HD/OS issue.. not new meeting place :-)

Charles Rishel chaz03 at localnet.com
Sat Apr 13 01:18:04 EDT 2002


My notes are throughout this message..

>I think your getting off the track here. First off I stated that it might be
>better to suggest to others that if they wanted to install multiable OS's
>that one would have more than one way of installing them,

This is one of the first truth's you find about Linux.. as someone said "If 
you haven't found at least 10 different ways of doing something, you 
haven't looked hard enough".. this is VERY true.

>and I have found that its less confusing to some

Another truth, but on a personal level

>that as we all know not everyone is a guru.

VERY true.

>When we install linux it names partitions in a different way then DOS does.
>Lets say newbie that may not be aware of how in the heck to install
>Linux that there are many way to approach this installation.

That is what Linux users are for.. support and education


>Yes it does sound a little out of the norm to use a drive for each OS to 
>be installed.
>But it is a lot more easier to allot a drive for each one than to play around
>with partitioning a drive for dualbooting!

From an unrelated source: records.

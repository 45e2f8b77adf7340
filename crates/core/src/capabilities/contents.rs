//! Mapping of `Contents/Layer` and `Contents/TileMatrixSet`.

use super::fields::{flag, keywords, list, number, optional_text, required_text};
use super::service::{bounding_box, href};
use tilescope_api::models::raw::{RawNode, to_sequence};
use tilescope_api::models::{
    Layer, LegendUrl, ResourceType, ResourceUrl, Style, TileMatrix, TileMatrixLimits,
    TileMatrixSet, TileMatrixSetLink,
};

pub(crate) fn layer(node: &RawNode) -> Layer {
    Layer {
        title: required_text(node, "Title", "Layer"),
        r#abstract: optional_text(node, "Abstract"),
        identifier: optional_text(node, "Identifier"),
        wgs84_bounding_box: node.get("WGS84BoundingBox").map(bounding_box),
        styles: to_sequence(node.get("Style")).into_iter().map(style).collect(),
        formats: list(node, "Format"),
        info_formats: list(node, "InfoFormat"),
        tile_matrix_set_links: to_sequence(node.get("TileMatrixSetLink"))
            .into_iter()
            .map(tile_matrix_set_link)
            .collect(),
        resource_urls: to_sequence(node.get("ResourceURL"))
            .into_iter()
            .map(resource_url)
            .collect(),
    }
}

fn style(node: &RawNode) -> Style {
    Style {
        identifier: required_text(node, "Identifier", "Style"),
        title: optional_text(node, "Title"),
        r#abstract: optional_text(node, "Abstract"),
        keywords: keywords(node),
        legend_urls: to_sequence(node.get("LegendURL"))
            .into_iter()
            .filter_map(legend_url)
            .collect(),
        is_default: flag(node, "isDefault"),
    }
}

fn legend_url(node: &RawNode) -> Option<LegendUrl> {
    Some(LegendUrl {
        format: optional_text(node, "format"),
        href: href(Some(node))?,
    })
}

fn tile_matrix_set_link(node: &RawNode) -> TileMatrixSetLink {
    let limits = to_sequence(node.get("TileMatrixSetLimits"))
        .into_iter()
        .flat_map(|block| to_sequence(block.get("TileMatrixLimits")))
        .map(|limits| TileMatrixLimits {
            tile_matrix: required_text(limits, "TileMatrix", "TileMatrixLimits"),
            min_row: number(limits, "MinTileRow", "TileMatrixLimits"),
            max_row: number(limits, "MaxTileRow", "TileMatrixLimits"),
            min_col: number(limits, "MinTileCol", "TileMatrixLimits"),
            max_col: number(limits, "MaxTileCol", "TileMatrixLimits"),
        })
        .collect();

    TileMatrixSetLink {
        tile_matrix_set: required_text(node, "TileMatrixSet", "TileMatrixSetLink"),
        limits,
    }
}

fn resource_url(node: &RawNode) -> ResourceUrl {
    ResourceUrl {
        format: required_text(node, "format", "ResourceURL"),
        resource_type: node
            .child_text("resourceType")
            .map(ResourceType::parse)
            .unwrap_or_default(),
        template: required_text(node, "template", "ResourceURL"),
    }
}

pub(crate) fn tile_matrix_set(node: &RawNode) -> TileMatrixSet {
    TileMatrixSet {
        identifier: required_text(node, "Identifier", "TileMatrixSet"),
        title: optional_text(node, "Title"),
        r#abstract: optional_text(node, "Abstract"),
        keywords: keywords(node),
        supported_crs: optional_text(node, "SupportedCRS"),
        well_known_scale_set: optional_text(node, "WellKnownScaleSet"),
        tile_matrices: to_sequence(node.get("TileMatrix"))
            .into_iter()
            .map(tile_matrix)
            .collect(),
    }
}

fn tile_matrix(node: &RawNode) -> TileMatrix {
    TileMatrix {
        identifier: required_text(node, "Identifier", "TileMatrix"),
        title: optional_text(node, "Title"),
        r#abstract: optional_text(node, "Abstract"),
        keywords: keywords(node),
        scale_denominator: number(node, "ScaleDenominator", "TileMatrix"),
        top_left_corner: required_text(node, "TopLeftCorner", "TileMatrix"),
        tile_width: number(node, "TileWidth", "TileMatrix"),
        tile_height: number(node, "TileHeight", "TileMatrix"),
        matrix_width: number(node, "MatrixWidth", "TileMatrix"),
        matrix_height: number(node, "MatrixHeight", "TileMatrix"),
    }
}
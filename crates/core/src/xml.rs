//! XML to [`RawNode`] normalization.
//!
//! The tree mirrors the document: the root element becomes the top-level
//! mapping, child elements are keyed by their local name (`ows:Title` becomes
//! `Title`), attributes are folded into the same mapping under their qualified
//! name (`xlink:href`), and repeated children collapse into a sequence.
//! Namespace declarations are dropped.

use crate::error::{Result, XmlError};
use quick_xml::events::{BytesStart, Event};
use quick_xml::reader::Reader;
use tilescope_api::models::raw::{RawNode, TEXT_KEY};

struct Frame {
    name: String,
    node: RawNode,
    text: String,
}

impl Frame {
    fn finish(self) -> (String, RawNode) {
        let text = self.text.trim();
        let node = match self.node {
            RawNode::Map(map) if map.is_empty() => RawNode::text_leaf(text),
            mut node => {
                if !text.is_empty() {
                    node.push_child(TEXT_KEY, RawNode::text_leaf(text));
                }
                node
            }
        };
        (self.name, node)
    }
}

/// Parse `xml` into a tree rooted at the document element.
pub fn parse(xml: &str) -> Result<RawNode> {
    let mut reader = Reader::from_str(xml);
    let mut stack: Vec<Frame> = Vec::with_capacity(16);
    let mut root: Option<RawNode> = None;

    loop {
        let event = reader.read_event().map_err(|e| XmlError::Syntax {
            position: reader.error_position() as u64,
            message: e.to_string(),
        })?;

        match event {
            Event::Start(e) => {
                stack.push(open_frame(&reader, &e)?);
            }
            Event::Empty(e) => {
                let frame = open_frame(&reader, &e)?;
                close_frame(frame, &mut stack, &mut root)?;
            }
            Event::End(e) => {
                let Some(frame) = stack.pop() else {
                    let name = decode(&reader, e.local_name().as_ref())?;
                    return Err(XmlError::UnexpectedClose(name));
                };
                close_frame(frame, &mut stack, &mut root)?;
            }
            Event::Text(t) => {
                if let Some(frame) = stack.last_mut() {
                    frame.text.push_str(&decode(&reader, &t)?);
                }
            }
            Event::CData(c) => {
                if let Some(frame) = stack.last_mut() {
                    frame.text.push_str(&decode(&reader, &c)?);
                }
            }
            Event::GeneralRef(r) => {
                let name = r.decode().map_err(|e| XmlError::Syntax {
                    position: reader.buffer_position() as u64,
                    message: e.to_string(),
                })?;
                if let Some(frame) = stack.last_mut() {
                    let entity = format!("&{};", name);
                    match quick_xml::escape::unescape(&entity) {
                        Ok(resolved) => frame.text.push_str(&resolved),
                        // Entities declared in a DTD are not expanded; keep them verbatim.
                        Err(_) => frame.text.push_str(&entity),
                    }
                }
            }
            Event::Eof => break,
            // Declarations, comments, processing instructions, doctype.
            _ => {}
        }
    }

    if let Some(open) = stack.pop() {
        return Err(XmlError::Unclosed(open.name));
    }
    root.ok_or(XmlError::NoRoot)
}

fn open_frame(reader: &Reader<&[u8]>, start: &BytesStart<'_>) -> Result<Frame> {
    let name = decode(reader, start.local_name().as_ref())?;
    let mut node = RawNode::empty_map();

    for attr in start.attributes() {
        let attr = attr.map_err(|e| XmlError::Syntax {
            position: reader.buffer_position() as u64,
            message: e.to_string(),
        })?;
        let key = decode(reader, attr.key.as_ref())?;
        if key == "xmlns" || key.starts_with("xmlns:") {
            continue;
        }
        let raw = decode(reader, &attr.value)?;
        // Same rule as text: an entity that cannot be resolved stays verbatim.
        let value = match quick_xml::escape::unescape(&raw) {
            Ok(resolved) => resolved.into_owned(),
            Err(_) => raw,
        };
        node.push_child(key, RawNode::text_leaf(value));
    }

    Ok(Frame {
        name,
        node,
        text: String::new(),
    })
}

fn close_frame(frame: Frame, stack: &mut [Frame], root: &mut Option<RawNode>) -> Result<()> {
    let (name, node) = frame.finish();
    match stack.last_mut() {
        Some(parent) => parent.node.push_child(name, node),
        None if root.is_some() => {
            return Err(XmlError::Syntax {
                position: 0,
                message: format!("second root element <{}>", name),
            });
        }
        None => *root = Some(node),
    }
    Ok(())
}

fn decode(reader: &Reader<&[u8]>, bytes: &[u8]) -> Result<String> {
    reader
        .decoder()
        .decode(bytes)
        .map(|value| value.into_owned())
        .map_err(|e| XmlError::Syntax {
            position: reader.buffer_position() as u64,
            message: e.to_string(),
        })
}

Not always.. first there's cost, secondly, what if someone has (like 
myself) a cd/burner, cd/reader and 2 hard drives installed already.. I dual 
boot, the 1 OS per HD is PURELY as I had outgrown my drives, installed 
another drive, moved Linux.. this is why I figured it would work on the 
server.. just that I had never dealt with a 40GB hd before.. I have a 7GB 
and a 8GB in my workstation..


>I was only offering a suggestion
>not a carved in stone opinion. I have smaller drives in my (older) units and
>two systems dualboot with two drives. One for windows and another for linux.
>I have an older system with Win NT workstation and Mandrake 8.0 and another
>with Win 98 SE and RedHat 7.2 I found it a whole heck of allot easier to do
>an install this way because if I messed up all I had to do was format the
>drive with linux.

This is a truth in kind to me, I have had no issues since I learned the 
importance of boot disks.. but I also look at it this way.. If you are to 
lose one hard drive, you do lessen the impact!!

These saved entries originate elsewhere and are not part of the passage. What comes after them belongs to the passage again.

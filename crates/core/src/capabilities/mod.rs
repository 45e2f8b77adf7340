//! Construction of [`CapabilitiesDocument`] from the normalized tree.
//!
//! This is the strict second stage of the pipeline: the XML normalizer hands
//! over an untyped [`RawNode`], and everything here maps it onto the typed
//! model with explicit defaults.

mod contents;
mod fields;
mod service;

use crate::xml;
use tilescope_api::models::raw::{RawNode, to_sequence};
use tilescope_api::models::{CapabilitiesDocument, ServiceMetadata};
use tilescope_api::{CapabilitiesError, CapabilitiesResult};

pub const SERVICE_IDENTIFICATION: &str = "ServiceIdentification";

/// Whether the tree has the one section every valid document carries.
pub fn has_service_identification(raw: &RawNode) -> bool {
    raw.contains_key(SERVICE_IDENTIFICATION)
}

/// Build the typed document. Never fails: a missing `Contents` section yields
/// empty collections and a singleton `Layer`/`TileMatrixSet` yields a
/// one-element collection.
pub fn build_document(raw: RawNode) -> CapabilitiesDocument {
    let contents = raw.get("Contents");
    let layers = to_sequence(contents.and_then(|c| c.get("Layer")))
        .into_iter()
        .map(contents::layer)
        .collect::<Vec<_>>();
    let tile_matrix_sets = to_sequence(contents.and_then(|c| c.get("TileMatrixSet")))
        .into_iter()
        .map(contents::tile_matrix_set)
        .collect::<Vec<_>>();

    let metadata = ServiceMetadata {
        version: raw
            .child_text("version")
            .or_else(|| raw.child_text("Version"))
            .unwrap_or_default()
            .to_string(),
        service_identification: raw
            .get(SERVICE_IDENTIFICATION)
            .map(service::service_identification),
        service_provider: raw.get("ServiceProvider").map(service::service_provider),
        operations_metadata: raw
            .get("OperationsMetadata")
            .map(service::operations_metadata),
        service_metadata_url: service::href(raw.get("ServiceMetadataURL")),
    };

    tracing::debug!(
        "Built capabilities document: {} layers, {} tile matrix sets",
        layers.len(),
        tile_matrix_sets.len()
    );

    CapabilitiesDocument::new(metadata, layers, tile_matrix_sets, raw)
}

/// Parse, validate and build in one step. `url` is only used for diagnostics.
pub fn parse_capabilities(url: &str, xml_text: &str) -> CapabilitiesResult<CapabilitiesDocument> {
    let raw = xml::parse(xml_text).map_err(|e| CapabilitiesError::MalformedXml {
        url: url.to_string(),
        message: e.to_string(),
    })?;

    if !has_service_identification(&raw) {
        return Err(CapabilitiesError::InvalidCapabilities {
            url: url.to_string(),
        });
    }

    Ok(build_document(raw))
}
pub mod error;
pub mod models;
pub mod service;

// Re-export commonly used types
pub use error::{CapabilitiesError, CapabilitiesResult};
pub use models::*;
pub use service::CapabilitiesService;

>  There are as I said many ways to approach a dualboot installation this 
> is one way that I
>often suggest, but if someone has larger drives like 40 gigs or larger well
>thats up to the user to pick and choose which way to go.

  Agreed also, it is up to the end user on how he/she wants their system 
setup, and what they want to do with it.  I always cringe when someone asks 
me "How should I install Linux" but when I ask the what they want it to do, 
they just kinda look like "what do you mean".  I feel that someone should 
have a plan for what they want to do with the tools prior to buying them.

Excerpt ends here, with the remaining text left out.